Thinking about the Medical Language

It has been just about a week since I returned from Telluride to Boston. Although the altitude change is welcome, the excitement of the conference is still keeping me awake at night. One such topic is the power and impact of our medical language. We heard a powerful story about the impact of a casual word thrown into a patient’s chart and how that created an anchoring bias that ultimately cost a child’s life — unnecessarily. That story was profound, but I’ll focus on this one aspect of it now. What struck me is my own transformation over the past year. As I’ve really become immersed in the world of medicine — because intern year is nothing if not an “immersion” experience– the language I think in has fundamentally changed. Most of my day is spent either talking about patients to other providers in Medicalese or documenting in the same tongue. So now I think in this strange language, a mix of acronyms with explicit detail. The lines do get blurry though. I’ve been thinking in particular about how many normal colloquial words — like anxious, delusional, confused — have a distinct meaning in medicine. When my patient’s nurse tells me that he is confused, it doesn’t mean he isn’t understanding something and needs clarity. It doesn’t mean that there is a misunderstanding. It means he is not thinking straight because of underlying illness. This gets interesting and tricky when we translate medical English to colloquial English. What is worrisome, however, is when we are flippant with these words.
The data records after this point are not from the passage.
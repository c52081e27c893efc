//! Sparse multivariate polynomials.
//!
//! Used as evaluation "points" for symbolic evaluation: running a recurrence
//! on the coordinate variables yields the basis polynomials themselves, which
//! can then be integrated exactly monomial by monomial.

use std::collections::BTreeMap;
use std::ops::{Add, Mul, Neg, Sub};

use num_traits::{One, Zero};

/// Polynomial in `nvars` variables with coefficients in `T`.
///
/// Monomials are keyed by their exponent vector; zero coefficients are never
/// stored.
#[derive(Clone, Debug, PartialEq)]
pub struct Polynomial<T> {
    nvars: usize,
    terms: BTreeMap<Vec<u32>, T>,
}

impl<T: Clone + Zero> Polynomial<T> {
    /// The zero polynomial.
    pub fn zero(nvars: usize) -> Self {
        Self {
            nvars,
            terms: BTreeMap::new(),
        }
    }

    /// Constant polynomial.
    pub fn constant(nvars: usize, value: T) -> Self {
        let mut p = Self::zero(nvars);
        p.insert(vec![0; nvars], value);
        p
    }

    /// Single monomial `coefficient · Π xᵢ^exponents[i]`.
    pub fn monomial(exponents: Vec<u32>, coefficient: T) -> Self {
        let mut p = Self::zero(exponents.len());
        p.insert(exponents, coefficient);
        p
    }

    /// The coordinate `x_index` with coefficient `one`.
    pub fn variable(nvars: usize, index: usize, one: T) -> Self {
        let mut exponents = vec![0; nvars];
        if let Some(e) = exponents.get_mut(index) {
            *e = 1;
        }
        Self::monomial(exponents, one)
    }

    fn insert(&mut self, exponents: Vec<u32>, value: T) {
        if value.is_zero() {
            self.terms.remove(&exponents);
        } else {
            self.terms.insert(exponents, value);
        }
    }

    fn accumulate(&mut self, exponents: Vec<u32>, value: T) {
        let sum = match self.terms.get(&exponents) {
            Some(existing) => existing.clone() + value,
            None => value,
        };
        self.insert(exponents, sum);
    }

    pub fn nvars(&self) -> usize {
        self.nvars
    }

    pub fn is_zero(&self) -> bool {
        self.terms.is_empty()
    }

    /// Total degree; `None` for the zero polynomial.
    pub fn degree(&self) -> Option<u32> {
        self.terms.keys().map(|e| e.iter().sum()).max()
    }

    /// Coefficient of the monomial with the given exponents.
    pub fn coefficient(&self, exponents: &[u32]) -> T {
        self.terms.get(exponents).cloned().unwrap_or_else(T::zero)
    }

    /// `(exponents, coefficient)` pairs in lexicographic exponent order.
    pub fn terms(&self) -> impl Iterator<Item = (&[u32], &T)> {
        self.terms.iter().map(|(e, c)| (e.as_slice(), c))
    }

    /// Apply `f` to every coefficient.
    pub fn map<U: Clone + Zero, F: FnMut(&T) -> U>(&self, mut f: F) -> Polynomial<U> {
        let mut out = Polynomial::zero(self.nvars);
        for (e, c) in &self.terms {
            out.insert(e.clone(), f(c));
        }
        out
    }

    /// Apply a linear functional given by its values on monomials, e.g. an
    /// integral from a table of moments.
    pub fn apply_linear<F>(&self, mut on_monomial: F) -> T
    where
        T: Mul<Output = T>,
        F: FnMut(&[u32]) -> T,
    {
        self.terms
            .iter()
            .fold(T::zero(), |acc, (e, c)| acc + c.clone() * on_monomial(e))
    }

    /// Evaluate at a point.
    pub fn eval(&self, point: &[T]) -> T
    where
        T: Mul<Output = T> + One,
    {
        self.apply_linear(|e| {
            e.iter().zip(point).fold(T::one(), |acc, (&k, x)| {
                (0..k).fold(acc, |acc, _| acc * x.clone())
            })
        })
    }
}

impl<T> Add for Polynomial<T>
where
    T: Clone + Zero,
{
    type Output = Self;

    fn add(mut self, rhs: Self) -> Self {
        for (e, c) in rhs.terms {
            self.accumulate(e, c);
        }
        self
    }
}

impl<T> Neg for Polynomial<T>
where
    T: Clone + Zero + Neg<Output = T>,
{
    type Output = Self;

    fn neg(self) -> Self {
        self.map(|c| -c.clone())
    }
}

impl<T> Sub for Polynomial<T>
where
    T: Clone + Zero + Sub<Output = T>,
{
    type Output = Self;

    fn sub(mut self, rhs: Self) -> Self {
        for (e, c) in rhs.terms {
            self.accumulate(e, T::zero() - c);
        }
        self
    }
}

impl<T> Mul for Polynomial<T>
where
    T: Clone + Zero + Mul<Output = T>,
{
    type Output = Self;

    fn mul(self, rhs: Self) -> Self {
        let mut out = Self::zero(self.nvars.max(rhs.nvars));
        for (ea, ca) in &self.terms {
            for (eb, cb) in &rhs.terms {
                let exponents = (0..out.nvars)
                    .map(|i| ea.get(i).copied().unwrap_or(0) + eb.get(i).copied().unwrap_or(0))
                    .collect();
                out.accumulate(exponents, ca.clone() * cb.clone());
            }
        }
        out
    }
}

#[cfg(test)]
mod tests {
    use super::*;
    use crate::arith::Exact;

    fn q(n: i64, d: i64) -> Exact {
        Exact::ratio(n, d)
    }

    #[test]
    fn test_arithmetic_and_degree() {
        let x = Polynomial::variable(2, 0, q(1, 1));
        let y = Polynomial::variable(2, 1, q(1, 1));
        let p = (x.clone() + y.clone()) * (x.clone() - y.clone());
        assert_eq!(p.degree(), Some(2));
        assert_eq!(p.coefficient(&[2, 0]), q(1, 1));
        assert_eq!(p.coefficient(&[0, 2]), q(-1, 1));
        assert_eq!(p.coefficient(&[1, 1]), q(0, 1));
        assert_eq!(p.terms().count(), 2);
    }

    #[test]
    fn test_cancellation_drops_terms() {
        let x = Polynomial::variable(1, 0, q(1, 1));
        let zero = x.clone() - x;
        assert!(zero.is_zero());
        assert_eq!(zero.degree(), None);
    }

    #[test]
    fn test_eval_and_linear_functional() {
        let x = Polynomial::variable(1, 0, q(1, 1));
        let p = x.clone() * x.clone() - Polynomial::constant(1, q(1, 3));
        assert_eq!(p.eval(&[q(1, 2)]), q(-1, 12));
        // ∫_{-1}^{1} x^k dx
        let integral = p.apply_linear(|e| {
            if e[0] % 2 == 1 { q(0, 1) } else { q(2, i64::from(e[0]) + 1) }
        });
        assert_eq!(integral, q(0, 1));
    }

    #[test]
    fn test_float_coefficients() {
        let x = Polynomial::variable(1, 0, 1.0);
        let p = x.clone() * x + Polynomial::constant(1, 2.0);
        assert_eq!(p.eval(&[3.0]), 11.0);
        assert_eq!((-p).coefficient(&[0]), -2.0);
    }
}
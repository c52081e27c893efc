//! Integrals of monomials over the standard domains.
//!
//! Combined with [`Polynomial::apply_linear`](super::Polynomial::apply_linear)
//! these integrate polynomial basis functions exactly.

use crate::arith::Scalar;

fn exponent(exponents: &[u32], i: usize) -> i64 {
    exponents.get(i).map_or(0, |&e| i64::from(e))
}

/// `Γ((k+1)/2)`.
fn half_gamma<R: Scalar>(k: i64) -> R {
    R::from_ratio(k + 1, 2).gamma()
}

/// `∫_{-1}^{1} x^k dx`.
pub fn interval_monomial_integral<R: Scalar>(exponents: &[u32]) -> R {
    let k = exponent(exponents, 0);
    if k % 2 == 1 {
        R::zero()
    } else {
        R::from_ratio(2, k + 1)
    }
}

/// `∫ x^a y^b` over the unit disk.
pub fn disk_monomial_integral<R: Scalar>(exponents: &[u32]) -> R {
    let (a, b) = (exponent(exponents, 0), exponent(exponents, 1));
    if a % 2 == 1 || b % 2 == 1 {
        return R::zero();
    }
    // ∫ r^(a+b+1) dr · ∫ cos^a sin^b dθ
    let angular =
        R::from_int(2) * half_gamma::<R>(a) * half_gamma::<R>(b) / R::from_ratio(a + b + 2, 2).gamma();
    angular / R::from_int(a + b + 2)
}

/// `∫ x^a y^b z^c` over the unit sphere surface.
pub fn sphere_monomial_integral<R: Scalar>(exponents: &[u32]) -> R {
    let (a, b, c) = (
        exponent(exponents, 0),
        exponent(exponents, 1),
        exponent(exponents, 2),
    );
    if a % 2 == 1 || b % 2 == 1 || c % 2 == 1 {
        return R::zero();
    }
    R::from_int(2) * half_gamma::<R>(a) * half_gamma::<R>(b) * half_gamma::<R>(c)
        / R::from_ratio(a + b + c + 3, 2).gamma()
}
I hadn’t realized the impact that the language I use can have on patients, families, and ultimately the course of a patient’s care. For example, during transitions of care — handoffs between inpatient providers in particular — the new team has a strong inclination to believe what the old team says in their signout. A casual word in that signout — such as “anxious” when you mean that the patient is fearful, or “confused” when you mean that the patient is unaware of the treatment plan, or “delusional” when the patient might just be hopeful — can have an intense impact on the new team’s perception of that patient. We should be aware of the impact of our language but also more clearly train our students about the potency of what we write in a chart.